Exercise goal -> Lift out each line of the data that holds "String".

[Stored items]
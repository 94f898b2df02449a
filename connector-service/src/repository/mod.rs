//! Persistence seams used by the services
//!
//! Each trait covers one table family so services can be tested against mocks;
//! `PgRepository` implements all of them on top of the row models.

use async_trait::async_trait;
use chrono::{DateTime, Utc};
use sqlx::PgPool;

use crate::models::{
    AdyenNotification, AdyenPayoutError, DocRetry, MiraklDelta, MiraklDocumentDelta, NewEmail, ProcessEmail,
    ShareholderMapping, EMAIL_TO_SEND,
};

#[cfg_attr(test, mockall::automock)]
#[async_trait]
pub trait DeltaRepository: Send + Sync {
    async fn latest_shop_delta(&self) -> Result<Option<DateTime<Utc>>, sqlx::Error>;
    async fn save_shop_delta(&self, delta: DateTime<Utc>) -> Result<(), sqlx::Error>;
    async fn latest_document_delta(&self) -> Result<Option<DateTime<Utc>>, sqlx::Error>;
    async fn save_document_delta(&self, delta: DateTime<Utc>) -> Result<(), sqlx::Error>;
}

#[cfg_attr(test, mockall::automock)]
#[async_trait]
pub trait ShareholderMappingRepository: Send + Sync {
    async fn find_by_shop_and_ubo(
        &self,
        shop_id: &str,
        ubo_number: i32,
    ) -> Result<Option<ShareholderMapping>, sqlx::Error>;
    async fn find_by_shareholder_code(&self, code: &str) -> Result<Option<ShareholderMapping>, sqlx::Error>;
    async fn save(&self, shop_id: &str, ubo_number: i32, code: &str) -> Result<ShareholderMapping, sqlx::Error>;
}

#[cfg_attr(test, mockall::automock)]
#[async_trait]
pub trait DocRetryRepository: Send + Sync {
    async fn find_retryable(&self, max_retries: i32) -> Result<Vec<DocRetry>, sqlx::Error>;
    async fn find_by_shop(&self, shop_id: &str) -> Result<Vec<DocRetry>, sqlx::Error>;
    async fn record_failure(&self, doc_id: &str, shop_id: &str, error: &str) -> Result<DocRetry, sqlx::Error>;
    async fn delete_by_doc_id(&self, doc_id: &str) -> Result<u64, sqlx::Error>;
}

#[cfg_attr(test, mockall::automock)]
#[async_trait]
pub trait PayoutErrorRepository: Send + Sync {
    async fn create(
        &self,
        account_holder_code: &str,
        raw_request: &str,
        raw_response: Option<String>,
    ) -> Result<AdyenPayoutError, sqlx::Error>;
    async fn find_retryable(&self, max_failed: i32) -> Result<Vec<AdyenPayoutError>, sqlx::Error>;
    async fn find_retryable_for_account_holder(
        &self,
        account_holder_code: &str,
        max_failed: i32,
    ) -> Result<Vec<AdyenPayoutError>, sqlx::Error>;
    async fn mark_processing(&self, ids: Vec<i64>) -> Result<Vec<i64>, sqlx::Error>;
    async fn release(&self, ids: Vec<i64>) -> Result<(), sqlx::Error>;
    async fn record_failure(&self, id: i64, raw_response: Option<String>) -> Result<(), sqlx::Error>;
    async fn delete(&self, id: i64) -> Result<(), sqlx::Error>;
}

#[cfg_attr(test, mockall::automock)]
#[async_trait]
pub trait NotificationRepository: Send + Sync {
    async fn create(&self, raw: &str) -> Result<i64, sqlx::Error>;
    async fn find_by_id(&self, id: i64) -> Result<Option<AdyenNotification>, sqlx::Error>;
    async fn pending_ids(&self) -> Result<Vec<i64>, sqlx::Error>;
    async fn delete(&self, id: i64) -> Result<(), sqlx::Error>;
}

#[cfg_attr(test, mockall::automock)]
#[async_trait]
pub trait EmailRepository: Send + Sync {
    async fn enqueue(&self, email: NewEmail) -> Result<ProcessEmail, sqlx::Error>;
    async fn find_to_send(&self) -> Result<Vec<ProcessEmail>, sqlx::Error>;
    async fn update_state(&self, id: i64, state: &str) -> Result<(), sqlx::Error>;
    async fn add_error(&self, id: i64, error: &str) -> Result<i64, sqlx::Error>;
}

#[derive(Clone)]
pub struct PgRepository {
    pool: PgPool,
}

impl PgRepository {
    pub fn new(pool: PgPool) -> Self {
        Self { pool }
    }
}

#[async_trait]
impl DeltaRepository for PgRepository {
    async fn latest_shop_delta(&self) -> Result<Option<DateTime<Utc>>, sqlx::Error> {
        Ok(MiraklDelta::find_latest(&self.pool).await?.map(|d| d.shop_delta))
    }

    async fn save_shop_delta(&self, delta: DateTime<Utc>) -> Result<(), sqlx::Error> {
        MiraklDelta::create(&self.pool, delta).await?;
        Ok(())
    }

    async fn latest_document_delta(&self) -> Result<Option<DateTime<Utc>>, sqlx::Error> {
        Ok(MiraklDocumentDelta::find_latest(&self.pool)
            .await?
            .map(|d| d.document_delta))
    }

    async fn save_document_delta(&self, delta: DateTime<Utc>) -> Result<(), sqlx::Error> {
        MiraklDocumentDelta::create(&self.pool, delta).await?;
        Ok(())
    }
}

#[async_trait]
impl ShareholderMappingRepository for PgRepository {
    async fn find_by_shop_and_ubo(
        &self,
        shop_id: &str,
        ubo_number: i32,
    ) -> Result<Option<ShareholderMapping>, sqlx::Error> {
        ShareholderMapping::find_by_shop_and_ubo(&self.pool, shop_id, ubo_number).await
    }

    async fn find_by_shareholder_code(&self, code: &str) -> Result<Option<ShareholderMapping>, sqlx::Error> {
        ShareholderMapping::find_by_shareholder_code(&self.pool, code).await
    }

    async fn save(&self, shop_id: &str, ubo_number: i32, code: &str) -> Result<ShareholderMapping, sqlx::Error> {
        ShareholderMapping::create(&self.pool, shop_id, ubo_number, code).await
    }
}

#[async_trait]
impl DocRetryRepository for PgRepository {
    async fn find_retryable(&self, max_retries: i32) -> Result<Vec<DocRetry>, sqlx::Error> {
        DocRetry::find_retryable(&self.pool, max_retries).await
    }

    async fn find_by_shop(&self, shop_id: &str) -> Result<Vec<DocRetry>, sqlx::Error> {
        DocRetry::find_by_shop(&self.pool, shop_id).await
    }

    async fn record_failure(&self, doc_id: &str, shop_id: &str, error: &str) -> Result<DocRetry, sqlx::Error> {
        DocRetry::record_failure(&self.pool, doc_id, shop_id, error).await
    }

    async fn delete_by_doc_id(&self, doc_id: &str) -> Result<u64, sqlx::Error> {
        DocRetry::delete_by_doc_id(&self.pool, doc_id).await
    }
}

#[async_trait]
impl PayoutErrorRepository for PgRepository {
    async fn create(
        &self,
        account_holder_code: &str,
        raw_request: &str,
        raw_response: Option<String>,
    ) -> Result<AdyenPayoutError, sqlx::Error> {
        AdyenPayoutError::create(&self.pool, account_holder_code, raw_request, raw_response.as_deref()).await
    }

    async fn find_retryable(&self, max_failed: i32) -> Result<Vec<AdyenPayoutError>, sqlx::Error> {
        AdyenPayoutError::find_retryable(&self.pool, max_failed).await
    }

    async fn find_retryable_for_account_holder(
        &self,
        account_holder_code: &str,
        max_failed: i32,
    ) -> Result<Vec<AdyenPayoutError>, sqlx::Error> {
        AdyenPayoutError::find_retryable_for_account_holder(&self.pool, account_holder_code, max_failed).await
    }

    async fn mark_processing(&self, ids: Vec<i64>) -> Result<Vec<i64>, sqlx::Error> {
        AdyenPayoutError::mark_processing(&self.pool, &ids).await
    }

    async fn release(&self, ids: Vec<i64>) -> Result<(), sqlx::Error> {
        AdyenPayoutError::release(&self.pool, &ids).await
    }

    async fn record_failure(&self, id: i64, raw_response: Option<String>) -> Result<(), sqlx::Error> {
        AdyenPayoutError::record_failure(&self.pool, id, raw_response.as_deref()).await
    }

    async fn delete(&self, id: i64) -> Result<(), sqlx::Error> {
        AdyenPayoutError::delete(&self.pool, id).await
    }
}

#[async_trait]
impl NotificationRepository for PgRepository {
    async fn create(&self, raw: &str) -> Result<i64, sqlx::Error> {
        Ok(AdyenNotification::create(&self.pool, raw).await?.id)
    }

    async fn find_by_id(&self, id: i64) -> Result<Option<AdyenNotification>, sqlx::Error> {
        AdyenNotification::find_by_id(&self.pool, id).await
    }

    async fn pending_ids(&self) -> Result<Vec<i64>, sqlx::Error> {
        AdyenNotification::find_pending_ids(&self.pool).await
    }

    async fn delete(&self, id: i64) -> Result<(), sqlx::Error> {
        AdyenNotification::delete(&self.pool, id).await
    }
}

#[async_trait]
impl EmailRepository for PgRepository {
    async fn enqueue(&self, email: NewEmail) -> Result<ProcessEmail, sqlx::Error> {
        ProcessEmail::create(&self.pool, &email).await
    }

    async fn find_to_send(&self) -> Result<Vec<ProcessEmail>, sqlx::Error> {
        ProcessEmail::find_by_state(&self.pool, EMAIL_TO_SEND).await
    }

    async fn update_state(&self, id: i64, state: &str) -> Result<(), sqlx::Error> {
        ProcessEmail::update_state(&self.pool, id, state).await
    }

    async fn add_error(&self, id: i64, error: &str) -> Result<i64, sqlx::Error> {
        ProcessEmail::add_error(&self.pool, id, error).await
    }
}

Response below ->
        raw_response: Option<String>,
    async fn record_failure(&self, id: i64, raw_response: Option<String>) -> Result<(), sqlx::Error>;
        raw_response: Option<String>,
    async fn record_failure(&self, id: i64, raw_response: Option<String>) -> Result<(), sqlx::Error> {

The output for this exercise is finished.